Exercise directions | From the material below, copy every line in which the word "Option" occurs.

Extracted information |
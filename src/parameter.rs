//! Parameter definitions.

use serde::{Deserialize, Serialize};

use crate::assignable::{Assign, Assignable};
use crate::units::Unit;

/// A named scalar quantity.
///
/// A parameter without declared units stays unit-less; it is not defaulted
/// to dimensionless.
#[derive(Debug, Clone, Serialize, Deserialize)]
pub struct Parameter {
    sid: String,
    units: Option<Unit>,
    assign: Assign,
}

impl Parameter {
    pub(crate) fn new(sid: impl Into<String>) -> Self {
        Parameter {
            sid: sid.into(),
            units: None,
            assign: Assign::default(),
        }
    }

    pub fn units(&self) -> Option<Unit> {
        self.units
    }

    pub fn set_units(&mut self, units: Unit) {
        self.units = Some(units);
    }
}

impl Assignable for Parameter {
    fn sid(&self) -> &str {
        &self.sid
    }

    fn assign(&self) -> &Assign {
        &self.assign
    }

    fn assign_mut(&mut self) -> &mut Assign {
        &mut self.assign
    }
}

Task result |
    units: Option<Unit>,
    pub fn units(&self) -> Option<Unit> {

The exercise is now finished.